Below are some records. Print exactly the lines between the one holding "task.status_id = TaskStatus::Failed.id();" and the one holding "assert_eq!(copy.retry_of_task_id, Some(task.id));", inclusive, and nothing else.

Collected data entries:
-*-

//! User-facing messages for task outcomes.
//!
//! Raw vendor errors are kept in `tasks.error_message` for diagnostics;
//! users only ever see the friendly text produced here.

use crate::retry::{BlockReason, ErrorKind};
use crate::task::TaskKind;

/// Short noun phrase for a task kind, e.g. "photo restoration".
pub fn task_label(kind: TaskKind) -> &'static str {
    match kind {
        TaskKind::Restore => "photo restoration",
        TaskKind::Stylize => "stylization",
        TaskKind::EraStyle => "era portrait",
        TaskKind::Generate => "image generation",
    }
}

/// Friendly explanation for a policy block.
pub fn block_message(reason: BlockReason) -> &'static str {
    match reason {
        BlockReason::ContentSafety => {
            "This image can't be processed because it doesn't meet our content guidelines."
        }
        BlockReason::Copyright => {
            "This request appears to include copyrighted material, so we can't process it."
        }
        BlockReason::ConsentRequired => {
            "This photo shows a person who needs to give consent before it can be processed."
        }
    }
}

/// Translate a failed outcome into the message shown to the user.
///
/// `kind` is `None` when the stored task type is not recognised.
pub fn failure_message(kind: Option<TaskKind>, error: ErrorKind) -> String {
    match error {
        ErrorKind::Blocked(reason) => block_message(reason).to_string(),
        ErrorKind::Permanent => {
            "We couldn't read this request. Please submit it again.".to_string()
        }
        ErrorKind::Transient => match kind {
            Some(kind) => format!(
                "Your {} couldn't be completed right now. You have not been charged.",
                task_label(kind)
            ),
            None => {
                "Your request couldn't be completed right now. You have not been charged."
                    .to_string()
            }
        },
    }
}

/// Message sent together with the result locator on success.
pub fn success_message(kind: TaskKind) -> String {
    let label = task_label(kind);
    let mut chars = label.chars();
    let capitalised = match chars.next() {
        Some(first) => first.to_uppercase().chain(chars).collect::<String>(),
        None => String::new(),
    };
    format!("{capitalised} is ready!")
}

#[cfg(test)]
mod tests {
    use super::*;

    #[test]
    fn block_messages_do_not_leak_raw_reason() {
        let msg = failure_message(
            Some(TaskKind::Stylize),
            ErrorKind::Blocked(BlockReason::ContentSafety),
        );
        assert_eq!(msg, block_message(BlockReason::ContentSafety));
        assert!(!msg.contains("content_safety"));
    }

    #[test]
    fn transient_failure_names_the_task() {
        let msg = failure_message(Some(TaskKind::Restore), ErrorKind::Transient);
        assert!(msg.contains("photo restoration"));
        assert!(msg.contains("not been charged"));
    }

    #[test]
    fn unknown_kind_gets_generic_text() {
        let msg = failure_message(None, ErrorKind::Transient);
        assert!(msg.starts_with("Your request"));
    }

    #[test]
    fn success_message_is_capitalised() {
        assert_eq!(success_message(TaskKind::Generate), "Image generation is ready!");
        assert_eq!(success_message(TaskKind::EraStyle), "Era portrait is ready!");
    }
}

-*-

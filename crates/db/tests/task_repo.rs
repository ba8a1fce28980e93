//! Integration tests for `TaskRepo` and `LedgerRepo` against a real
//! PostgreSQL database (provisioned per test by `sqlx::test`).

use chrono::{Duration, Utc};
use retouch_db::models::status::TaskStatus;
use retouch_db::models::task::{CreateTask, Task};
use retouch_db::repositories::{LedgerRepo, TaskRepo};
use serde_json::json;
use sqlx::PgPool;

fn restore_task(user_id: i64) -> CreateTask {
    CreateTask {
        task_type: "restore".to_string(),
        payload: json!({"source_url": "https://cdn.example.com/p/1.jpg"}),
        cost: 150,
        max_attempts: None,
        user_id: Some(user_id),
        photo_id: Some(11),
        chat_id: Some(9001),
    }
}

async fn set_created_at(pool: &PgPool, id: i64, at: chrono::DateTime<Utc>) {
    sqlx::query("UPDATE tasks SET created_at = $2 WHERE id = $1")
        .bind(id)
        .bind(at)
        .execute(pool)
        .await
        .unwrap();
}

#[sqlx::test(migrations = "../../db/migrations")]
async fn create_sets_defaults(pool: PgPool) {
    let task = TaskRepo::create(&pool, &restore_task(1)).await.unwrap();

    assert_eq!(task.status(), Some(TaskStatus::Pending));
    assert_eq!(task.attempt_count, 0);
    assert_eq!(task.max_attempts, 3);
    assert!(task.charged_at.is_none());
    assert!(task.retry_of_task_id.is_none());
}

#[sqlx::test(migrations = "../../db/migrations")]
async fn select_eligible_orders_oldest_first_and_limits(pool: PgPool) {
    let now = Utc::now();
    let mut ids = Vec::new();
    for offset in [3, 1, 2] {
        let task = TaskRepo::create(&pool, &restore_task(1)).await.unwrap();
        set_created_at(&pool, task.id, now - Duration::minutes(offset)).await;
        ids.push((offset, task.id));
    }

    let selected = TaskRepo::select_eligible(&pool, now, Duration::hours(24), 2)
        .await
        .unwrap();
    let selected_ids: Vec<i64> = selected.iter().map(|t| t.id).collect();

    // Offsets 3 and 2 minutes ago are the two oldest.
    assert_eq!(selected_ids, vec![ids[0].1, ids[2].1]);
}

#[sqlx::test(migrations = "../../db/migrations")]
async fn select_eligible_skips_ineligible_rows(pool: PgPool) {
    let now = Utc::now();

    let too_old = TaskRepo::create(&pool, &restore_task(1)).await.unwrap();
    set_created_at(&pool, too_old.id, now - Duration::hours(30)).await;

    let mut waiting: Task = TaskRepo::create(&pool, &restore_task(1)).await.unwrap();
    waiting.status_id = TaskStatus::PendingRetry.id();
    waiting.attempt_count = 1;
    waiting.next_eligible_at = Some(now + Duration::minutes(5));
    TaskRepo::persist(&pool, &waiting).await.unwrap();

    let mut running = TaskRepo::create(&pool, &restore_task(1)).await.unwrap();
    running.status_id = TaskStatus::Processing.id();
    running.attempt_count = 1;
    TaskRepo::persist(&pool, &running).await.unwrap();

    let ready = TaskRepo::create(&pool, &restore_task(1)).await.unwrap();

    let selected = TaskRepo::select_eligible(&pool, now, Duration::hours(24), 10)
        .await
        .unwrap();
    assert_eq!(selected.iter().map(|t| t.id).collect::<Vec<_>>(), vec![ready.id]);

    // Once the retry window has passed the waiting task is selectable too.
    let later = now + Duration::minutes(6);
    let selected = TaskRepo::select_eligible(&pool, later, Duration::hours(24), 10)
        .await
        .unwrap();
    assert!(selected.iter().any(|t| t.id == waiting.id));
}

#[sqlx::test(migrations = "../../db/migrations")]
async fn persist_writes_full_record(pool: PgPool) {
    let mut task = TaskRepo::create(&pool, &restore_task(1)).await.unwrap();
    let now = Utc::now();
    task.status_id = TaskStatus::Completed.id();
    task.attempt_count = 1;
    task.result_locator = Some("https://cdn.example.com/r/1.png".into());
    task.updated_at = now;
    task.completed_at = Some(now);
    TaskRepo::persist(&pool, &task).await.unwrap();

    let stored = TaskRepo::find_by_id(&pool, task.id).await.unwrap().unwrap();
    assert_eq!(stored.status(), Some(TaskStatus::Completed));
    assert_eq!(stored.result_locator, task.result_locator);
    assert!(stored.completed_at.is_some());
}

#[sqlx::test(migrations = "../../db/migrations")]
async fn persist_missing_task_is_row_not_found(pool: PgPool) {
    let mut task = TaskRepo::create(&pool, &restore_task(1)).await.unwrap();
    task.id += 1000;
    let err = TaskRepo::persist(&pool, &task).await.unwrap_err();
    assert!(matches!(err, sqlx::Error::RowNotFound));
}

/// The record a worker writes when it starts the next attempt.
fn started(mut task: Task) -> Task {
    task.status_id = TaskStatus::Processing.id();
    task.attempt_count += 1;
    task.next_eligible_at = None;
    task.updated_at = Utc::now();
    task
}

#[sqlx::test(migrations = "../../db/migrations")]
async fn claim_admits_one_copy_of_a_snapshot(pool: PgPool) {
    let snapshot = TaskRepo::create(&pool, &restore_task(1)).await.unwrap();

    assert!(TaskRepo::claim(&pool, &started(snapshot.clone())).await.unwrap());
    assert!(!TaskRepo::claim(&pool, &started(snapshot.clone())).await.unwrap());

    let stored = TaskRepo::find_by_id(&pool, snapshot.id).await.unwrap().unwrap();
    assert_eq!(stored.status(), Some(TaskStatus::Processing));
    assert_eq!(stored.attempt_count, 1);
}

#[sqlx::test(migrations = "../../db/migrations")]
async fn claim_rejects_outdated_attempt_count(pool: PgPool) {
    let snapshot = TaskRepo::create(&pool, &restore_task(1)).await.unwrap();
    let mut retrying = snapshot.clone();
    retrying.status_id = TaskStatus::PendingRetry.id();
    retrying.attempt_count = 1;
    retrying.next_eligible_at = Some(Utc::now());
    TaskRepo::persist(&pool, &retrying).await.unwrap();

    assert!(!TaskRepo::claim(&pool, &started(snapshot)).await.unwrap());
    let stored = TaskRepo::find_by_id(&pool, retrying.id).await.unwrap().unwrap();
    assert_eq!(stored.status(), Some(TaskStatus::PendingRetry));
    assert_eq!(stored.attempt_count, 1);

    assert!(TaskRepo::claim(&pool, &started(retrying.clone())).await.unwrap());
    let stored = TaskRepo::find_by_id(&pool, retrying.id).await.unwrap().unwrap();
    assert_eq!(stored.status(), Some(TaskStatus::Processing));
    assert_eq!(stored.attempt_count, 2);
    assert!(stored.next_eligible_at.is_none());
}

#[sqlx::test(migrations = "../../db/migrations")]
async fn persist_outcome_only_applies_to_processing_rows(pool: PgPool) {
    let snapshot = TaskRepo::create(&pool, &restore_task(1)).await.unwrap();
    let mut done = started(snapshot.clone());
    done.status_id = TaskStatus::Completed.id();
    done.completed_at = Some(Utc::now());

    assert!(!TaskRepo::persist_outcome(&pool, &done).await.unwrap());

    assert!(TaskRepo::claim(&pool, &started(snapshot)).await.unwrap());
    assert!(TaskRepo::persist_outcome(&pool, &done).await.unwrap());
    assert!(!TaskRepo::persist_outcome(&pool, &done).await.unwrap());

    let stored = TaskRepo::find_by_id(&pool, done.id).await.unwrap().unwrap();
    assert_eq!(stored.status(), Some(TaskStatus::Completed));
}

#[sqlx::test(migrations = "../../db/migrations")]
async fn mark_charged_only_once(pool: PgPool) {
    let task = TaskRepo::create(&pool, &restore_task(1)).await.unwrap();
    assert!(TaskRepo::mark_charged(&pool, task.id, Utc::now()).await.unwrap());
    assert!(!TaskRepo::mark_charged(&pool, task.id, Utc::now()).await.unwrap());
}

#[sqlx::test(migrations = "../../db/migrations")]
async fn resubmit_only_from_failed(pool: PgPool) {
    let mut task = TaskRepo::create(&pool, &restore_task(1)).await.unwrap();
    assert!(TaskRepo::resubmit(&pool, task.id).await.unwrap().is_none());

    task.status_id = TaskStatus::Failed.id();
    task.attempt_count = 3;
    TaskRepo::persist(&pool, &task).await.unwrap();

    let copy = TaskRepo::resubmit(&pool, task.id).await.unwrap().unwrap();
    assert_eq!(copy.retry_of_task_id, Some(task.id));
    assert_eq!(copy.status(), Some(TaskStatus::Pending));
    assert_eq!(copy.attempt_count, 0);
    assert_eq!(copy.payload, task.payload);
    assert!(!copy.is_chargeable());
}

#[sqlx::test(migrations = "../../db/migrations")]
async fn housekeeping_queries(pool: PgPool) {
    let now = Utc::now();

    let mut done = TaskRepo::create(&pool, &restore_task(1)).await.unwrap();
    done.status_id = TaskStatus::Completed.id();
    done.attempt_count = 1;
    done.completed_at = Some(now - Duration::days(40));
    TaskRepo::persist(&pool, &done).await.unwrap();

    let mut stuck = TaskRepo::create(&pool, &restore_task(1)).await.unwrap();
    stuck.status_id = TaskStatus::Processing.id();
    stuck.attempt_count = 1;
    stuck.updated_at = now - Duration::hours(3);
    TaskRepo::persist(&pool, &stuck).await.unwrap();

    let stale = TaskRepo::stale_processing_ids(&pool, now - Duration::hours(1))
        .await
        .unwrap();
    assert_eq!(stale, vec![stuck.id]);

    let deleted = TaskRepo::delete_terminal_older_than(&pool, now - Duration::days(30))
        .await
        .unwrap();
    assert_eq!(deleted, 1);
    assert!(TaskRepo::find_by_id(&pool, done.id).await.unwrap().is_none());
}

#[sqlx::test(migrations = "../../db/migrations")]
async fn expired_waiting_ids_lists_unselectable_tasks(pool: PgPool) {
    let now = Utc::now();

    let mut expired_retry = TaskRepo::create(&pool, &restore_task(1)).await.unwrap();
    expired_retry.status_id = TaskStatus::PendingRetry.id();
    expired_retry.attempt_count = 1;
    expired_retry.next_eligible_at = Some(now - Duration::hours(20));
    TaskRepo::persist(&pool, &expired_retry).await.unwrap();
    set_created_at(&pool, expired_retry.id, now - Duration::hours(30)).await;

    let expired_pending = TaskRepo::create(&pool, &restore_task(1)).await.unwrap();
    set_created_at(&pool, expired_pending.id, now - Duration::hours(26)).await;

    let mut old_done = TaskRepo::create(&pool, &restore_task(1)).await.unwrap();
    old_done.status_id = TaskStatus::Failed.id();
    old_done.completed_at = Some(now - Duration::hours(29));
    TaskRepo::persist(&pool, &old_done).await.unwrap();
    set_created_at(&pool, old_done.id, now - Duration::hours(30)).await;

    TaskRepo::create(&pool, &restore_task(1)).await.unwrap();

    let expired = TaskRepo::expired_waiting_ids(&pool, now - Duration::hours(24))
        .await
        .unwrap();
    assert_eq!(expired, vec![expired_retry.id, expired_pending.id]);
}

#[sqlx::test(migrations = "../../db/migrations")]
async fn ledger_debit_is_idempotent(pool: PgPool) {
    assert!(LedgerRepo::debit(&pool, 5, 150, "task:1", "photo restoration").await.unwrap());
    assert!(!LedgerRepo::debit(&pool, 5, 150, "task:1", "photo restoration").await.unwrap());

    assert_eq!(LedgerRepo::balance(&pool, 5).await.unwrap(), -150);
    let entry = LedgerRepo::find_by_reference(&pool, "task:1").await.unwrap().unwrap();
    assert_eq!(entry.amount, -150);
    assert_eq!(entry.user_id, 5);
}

-*-

=== Task answer ===
    task.status_id = TaskStatus::Failed.id();
    task.attempt_count = 3;
    TaskRepo::persist(&pool, &task).await.unwrap();

    let copy = TaskRepo::resubmit(&pool, task.id).await.unwrap().unwrap();
    assert_eq!(copy.retry_of_task_id, Some(task.id));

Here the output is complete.